A purpose made spike was bolted to a forklift truck. The spike was inserted through the central core of the rolls for loading and unloading.Each roll was fitted with slings to facilitate site lifting by excavators.
Prior to startup, an inventory of specialized equipment, welding machines, spare parts, lifting frames and quality control equipment was assembled by GT and shipped to the job site. An air-conditioned site laboratory and workshop was established. GT calculated it would be necessary to operate with three welding crews each day on 12-hour shifts, seven days a week, for continuous sessions of 30 days on/30 days off per rotation crew to achieve the output target.
GT also determined that it would be necessary to have at least one of its senior technicians on-site on a rotation basis throughout the entire project.
To facilitate a smooth startup and good communication, two Kazakhstan installers were selected to travel to GT headquarters near Colchester, England, where they underwent intensive training, including on-site work in varying weathers for three months. Training included learning job-specific English words such as weld, deploy, and quality control. At the completion of training, the workers were issued certificates of competence in welding.

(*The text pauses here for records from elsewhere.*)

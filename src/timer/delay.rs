use crate::power::PowerSense;
use crate::timer::MonotonicClock;
use crate::transponder::Transponder;
use crate::transport::IrTransport;
use embedded_hal::delay::DelayNs;

/// Runs a blocking loop that repeatedly calls `tick()` on the provided transponder.
///
/// This is a simple polling loop for firmware without a task scheduler. The
/// repeat scheduler only needs to be polled more often than its shortest
/// interval (4.5 ms); a poll period of a few hundred microseconds keeps the
/// jitter pattern accurate.
///
/// # Arguments
/// - `transponder`: A mutable reference to a [`Transponder`] instance.
/// - `clock`: Source of the wrapping microsecond timestamp passed to `tick()`.
/// - `delay`: A delay provider implementing `DelayNs`, typically from the HAL.
/// - `poll_us`: The delay between each tick call, in microseconds.
///
/// # Notes
/// - This loop will never return; it is intended for single-purpose firmware.
/// - Transport errors are logged and the loop keeps polling; the next window
///   retries the transmission.
pub fn run_transponder_loop<T, P, C, D>(
    transponder: &mut Transponder<T, P>,
    clock: &mut C,
    delay: &mut D,
    poll_us: u32,
) -> !
where
    T: IrTransport,
    P: PowerSense,
    C: MonotonicClock,
    D: DelayNs,
{
    loop {
        let _ = poll_once(transponder, clock);
        delay.delay_us(poll_us);
    }
}

/// Same as [`run_transponder_loop`], but checks `keep_running` before each
/// poll and returns once it yields `false`.
///
/// # Returns
/// The number of transmissions triggered by the loop.
pub fn run_transponder_loop_while<T, P, C, D, F>(
    transponder: &mut Transponder<T, P>,
    clock: &mut C,
    delay: &mut D,
    poll_us: u32,
    mut keep_running: F,
) -> usize
where
    T: IrTransport,
    P: PowerSense,
    C: MonotonicClock,
    D: DelayNs,
    F: FnMut() -> bool,
{
    let mut sent = 0;
    while keep_running() {
        if poll_once(transponder, clock) {
            sent += 1;
        }
        delay.delay_us(poll_us);
    }
    sent
}

fn poll_once<T, P, C>(transponder: &mut Transponder<T, P>, clock: &mut C) -> bool
where
    T: IrTransport,
    P: PowerSense,
    C: MonotonicClock,
{
    match transponder.tick(clock.now_us()) {
        Ok(outcome) => outcome.transmitted(),
        Err(_) => {
            warn!("transponder tick failed");
            false
        }
    }
}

The availability of the trained Kazakhstan personnel, under the management and organization of GT technicians, prompted an efficient start.Within days of commencement, an output of 20,000m2 (215,280ft2) per day was consistently achieved when weather conditions permitted.
During the seven-month installation period, the work crews experienced two flash floods, several dust storms, frosty mornings, and high temperatures exceeding 40 C (104 F).There were days when no installation was possible, which made it even more imperative to achieve high output during good weather to complete the job.
Installation quality control
Every seam was tested qualitatively by an air-pressure method. Each seam weld actually included two parallel welds with a gap between them. The end of the seam run—up to 200m (220 yards) long—was clamped and then air was pumped in to the weld gap to inflate it to a predetermined pressure.
If this pressure is maintained for a specified time, the seam is verified as airtight. In the event of a drop in pressure, the leaking air was then located by sound and the leak patch-welded.
At the start of each shift or change of welding machine setting, a sample seam tab was submitted to the on-site laboratory for destructive testing. The mode of failure of the seam was also examined. The location of all rolls and seams were noted on an as-built drawing. The onsite-based quality control function was performed by English-speaking personnel to ensure that nothing would be “lost in translation.”
“This geomembrane lining project was groundbreaking in many respects,” said Alexander, GT’s chairman, shaking hands with the president of the Kazakhstan Main Contractors. “Its sheer scale of 1,400,000 square meters (350 acres) is awesome and is, by any standards, the largest lagoon lining ever undertaken anywhere in the world. The speed of liner installation, together with the high quality standards maintained throughout the work has set new standards in geomembrane engineering.”